(Stored items)
==================================================

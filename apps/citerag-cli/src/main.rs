//! citerag CLI
//!
//! - `chunk`: normalize and chunk a JSONL document export
//! - `index`: embed chunk records and upsert them into the vector store
//! - `query`: ranked retrieval
//! - `context`: ranked retrieval packed into a citation-grounded prompt
//! - `status`: vector collection health
//!
//! Settings come from `config.toml`, `config.<RUST_ENV>.toml` and `APP_*`
//! environment variables.

use anyhow::Result;
use clap::{Args, Parser, Subcommand};
use std::path::PathBuf;

use citerag_core::chunker::{read_jsonl, ChunkRecord, Chunker, ChunkingConfig};
use citerag_core::config::{Config, Settings};
use citerag_core::task::IngestionTaskManager;
use citerag_core::telemetry::init_tracing;
use citerag_core::traits::{Embedder, VectorSearch};
use citerag_core::types::{Query, SearchFilter};
use citerag_embed::get_default_embedder;
use citerag_hybrid::{ContextBudgeter, PromptComposer, Retriever, NO_RESULTS_ANSWER};
use citerag_vector::{IngestPipeline, LanceVectorStore};

#[derive(Parser)]
#[command(name = "citerag", version, about = "Citation-grounded retrieval over local docs, code and chat exports")]
struct Cli {
    /// Verbosity level (-v, -vv, -vvv)
    #[arg(short, long, action = clap::ArgAction::Count, global = true)]
    verbose: u8,

    #[command(subcommand)]
    command: Commands,
}

#[derive(Subcommand)]
enum Commands {
    /// Chunk a JSONL file of source documents into chunk records
    Chunk {
        input: PathBuf,
        output: PathBuf,
        /// Corpus origin tag stored on every chunk (swc_docs, github, slack, ...)
        #[arg(long, default_value = "swc_docs")]
        source: String,
    },
    /// Embed chunk records and upsert them into the vector store
    Index {
        /// Chunk JSONL files
        #[arg(required = true)]
        inputs: Vec<PathBuf>,
        #[arg(long)]
        progress: bool,
    },
    /// Print ranked candidates as JSON
    Query(QueryArgs),
    /// Print the composed prompt and its citations
    Context {
        #[command(flatten)]
        query: QueryArgs,
        /// Emit JSON instead of the plain prompt
        #[arg(long)]
        json: bool,
    },
    /// Show vector collection info
    Status,
}

#[derive(Args)]
struct QueryArgs {
    text: String,
    #[arg(long)]
    top_k: Option<usize>,
    #[arg(long)]
    rerank_top_k: Option<usize>,
    #[arg(long)]
    score_threshold: Option<f32>,
    /// Only consider chunks from this source tag
    #[arg(long)]
    source: Option<String>,
    /// Keep the vector-stage order
    #[arg(long)]
    no_rerank: bool,
}

impl QueryArgs {
    fn to_query(&self, settings: &Settings) -> Query {
        let retrieval = &settings.retrieval;
        Query {
            text: self.text.clone(),
            top_k: self.top_k.unwrap_or(retrieval.top_k),
            rerank_top_k: self.rerank_top_k.or(retrieval.rerank_top_k),
            score_threshold: self.score_threshold.or(retrieval.score_threshold),
            filter: self.source.as_ref().map(|s| SearchFilter::new().must("source", s.as_str())),
        }
    }
}

type CliRetriever = Retriever<Box<dyn Embedder>, LanceVectorStore>;

fn open_store(settings: &Settings, dim: usize) -> Result<LanceVectorStore> {
    LanceVectorStore::from_settings(&settings.store, dim)
}

fn build_retriever(settings: &Settings, args: &QueryArgs) -> Result<CliRetriever> {
    let embedder = get_default_embedder(&settings.embedding)?;
    let store = open_store(settings, embedder.dim())?;
    Ok(Retriever::from_settings(embedder, store, &settings.retrieval, &settings.fusion).with_rerank(settings.retrieval.rerank && !args.no_rerank))
}

fn main() -> Result<()> {
    let cli = Cli::parse();
    init_tracing(cli.verbose);

    let settings = Config::load()?.settings()?;
    match cli.command {
        Commands::Chunk { input, output, source } => {
            let chunker = Chunker::new(ChunkingConfig::from(&settings.chunking));
            let written = chunker.process_jsonl(&input, &output, &source)?;
            println!("{written} chunks written to {}", output.display());
        }
        Commands::Index { inputs, progress } => {
            let mut records: Vec<ChunkRecord> = Vec::new();
            for input in &inputs {
                records.extend(read_jsonl::<ChunkRecord>(input)?);
            }
            let embedder = get_default_embedder(&settings.embedding)?;
            let store = open_store(&settings, embedder.dim())?;
            let tasks = IngestionTaskManager::new();
            let report = IngestPipeline::new(embedder.as_ref(), &store, settings.embedding.batch_size)
                .with_progress(progress)
                .run(&tasks, &records)?;
            println!("{}", serde_json::to_string_pretty(&report)?);
        }
        Commands::Query(args) => {
            let retriever = build_retriever(&settings, &args)?;
            let ranked = retriever.retrieve(&args.to_query(&settings))?;
            println!("{}", serde_json::to_string_pretty(&ranked)?);
        }
        Commands::Context { query: args, json } => {
            let retriever = build_retriever(&settings, &args)?;
            let ranked = retriever.retrieve(&args.to_query(&settings))?;
            if ranked.is_empty() {
                println!("{NO_RESULTS_ANSWER}");
                return Ok(());
            }
            let composed = PromptComposer::new(ContextBudgeter::new(settings.budget)).compose(&args.text, &ranked);
            if json {
                println!("{}", serde_json::to_string_pretty(&composed)?);
            } else {
                println!("{}", composed.prompt);
                tracing::info!(blocks = composed.context.len(), used_chars = composed.context.used_chars, "composed prompt");
            }
        }
        Commands::Status => {
            let store = open_store(&settings, settings.embedding.dim)?;
            println!("{}", serde_json::to_string_pretty(&store.collection_info()?)?);
        }
    }
    Ok(())
}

==================================================

Your assignment
Line by line, the data should be returned exactly as written.

Completed task
filename apps/citerag-cli/src/main.rs
//! citerag CLI
//!
//! - `chunk`: normalize and chunk a JSONL document export
//! - `index`: embed chunk records and upsert them into the vector store
//! - `query`: ranked retrieval
//! - `context`: ranked retrieval packed into a citation-grounded prompt
//! - `status`: vector collection health
//!
//! Settings come from `config.toml`, `config.<RUST_ENV>.toml` and `APP_*`
//! environment variables.

use anyhow::Result;
use clap::{Args, Parser, Subcommand};
use std::path::PathBuf;

use citerag_core::chunker::{read_jsonl, ChunkRecord, Chunker, ChunkingConfig};
use citerag_core::config::{Config, Settings};
use citerag_core::task::IngestionTaskManager;
use citerag_core::telemetry::init_tracing;
use citerag_core::traits::{Embedder, VectorSearch};
use citerag_core::types::{Query, SearchFilter};
use citerag_embed::get_default_embedder;
use citerag_hybrid::{ContextBudgeter, PromptComposer, Retriever, NO_RESULTS_ANSWER};
use citerag_vector::{IngestPipeline, LanceVectorStore};

#[derive(Parser)]
#[command(name = "citerag", version, about = "Citation-grounded retrieval over local docs, code and chat exports")]
struct Cli {
    /// Verbosity level (-v, -vv, -vvv)
    #[arg(short, long, action = clap::ArgAction::Count, global = true)]
    verbose: u8,

    #[command(subcommand)]
    command: Commands,
}

#[derive(Subcommand)]
enum Commands {
    /// Chunk a JSONL file of source documents into chunk records
    Chunk {
        input: PathBuf,
        output: PathBuf,
        /// Corpus origin tag stored on every chunk (swc_docs, github, slack, ...)
        #[arg(long, default_value = "swc_docs")]
        source: String,
    },
    /// Embed chunk records and upsert them into the vector store
    Index {
        /// Chunk JSONL files
        #[arg(required = true)]
        inputs: Vec<PathBuf>,
        #[arg(long)]
        progress: bool,
    },
    /// Print ranked candidates as JSON
    Query(QueryArgs),
    /// Print the composed prompt and its citations
    Context {
        #[command(flatten)]
        query: QueryArgs,
        /// Emit JSON instead of the plain prompt
        #[arg(long)]
        json: bool,
    },
    /// Show vector collection info
    Status,
}

#[derive(Args)]
struct QueryArgs {
    text: String,
    #[arg(long)]
    top_k: Option<usize>,
    #[arg(long)]
    rerank_top_k: Option<usize>,
    #[arg(long)]
    score_threshold: Option<f32>,
    /// Only consider chunks from this source tag
    #[arg(long)]
    source: Option<String>,
    /// Keep the vector-stage order
    #[arg(long)]
    no_rerank: bool,
}

impl QueryArgs {
    fn to_query(&self, settings: &Settings) -> Query {
        let retrieval = &settings.retrieval;
        Query {
            text: self.text.clone(),
            top_k: self.top_k.unwrap_or(retrieval.top_k),
            rerank_top_k: self.rerank_top_k.or(retrieval.rerank_top_k),
            score_threshold: self.score_threshold.or(retrieval.score_threshold),
            filter: self.source.as_ref().map(|s| SearchFilter::new().must("source", s.as_str())),
        }
    }
}

type CliRetriever = Retriever<Box<dyn Embedder>, LanceVectorStore>;

fn open_store(settings: &Settings, dim: usize) -> Result<LanceVectorStore> {
    LanceVectorStore::from_settings(&settings.store, dim)
}

fn build_retriever(settings: &Settings, args: &QueryArgs) -> Result<CliRetriever> {
    let embedder = get_default_embedder(&settings.embedding)?;
    let store = open_store(settings, embedder.dim())?;
    Ok(Retriever::from_settings(embedder, store, &settings.retrieval, &settings.fusion).with_rerank(settings.retrieval.rerank && !args.no_rerank))
}

fn main() -> Result<()> {
    let cli = Cli::parse();
    init_tracing(cli.verbose);

    let settings = Config::load()?.settings()?;
    match cli.command {
        Commands::Chunk { input, output, source } => {
            let chunker = Chunker::new(ChunkingConfig::from(&settings.chunking));
            let written = chunker.process_jsonl(&input, &output, &source)?;
            println!("{written} chunks written to {}", output.display());
        }
        Commands::Index { inputs, progress } => {
            let mut records: Vec<ChunkRecord> = Vec::new();
            for input in &inputs {
                records.extend(read_jsonl::<ChunkRecord>(input)?);
            }
            let embedder = get_default_embedder(&settings.embedding)?;
            let store = open_store(&settings, embedder.dim())?;
            let tasks = IngestionTaskManager::new();
            let report = IngestPipeline::new(embedder.as_ref(), &store, settings.embedding.batch_size)
                .with_progress(progress)
                .run(&tasks, &records)?;
            println!("{}", serde_json::to_string_pretty(&report)?);
        }
        Commands::Query(args) => {
            let retriever = build_retriever(&settings, &args)?;
            let ranked = retriever.retrieve(&args.to_query(&settings))?;
            println!("{}", serde_json::to_string_pretty(&ranked)?);
        }
        Commands::Context { query: args, json } => {
            let retriever = build_retriever(&settings, &args)?;
            let ranked = retriever.retrieve(&args.to_query(&settings))?;
            if ranked.is_empty() {
                println!("{NO_RESULTS_ANSWER}");
                return Ok(());
            }
            let composed = PromptComposer::new(ContextBudgeter::new(settings.budget)).compose(&args.text, &ranked);
            if json {
                println!("{}", serde_json::to_string_pretty(&composed)?);
            } else {
                println!("{}", composed.prompt);
                tracing::info!(blocks = composed.context.len(), used_chars = composed.context.used_chars, "composed prompt");
            }
        }
        Commands::Status => {
            let store = open_store(&settings, settings.embedding.dim)?;
            println!("{}", serde_json::to_string_pretty(&store.collection_info()?)?);
        }
    }
    Ok(())
}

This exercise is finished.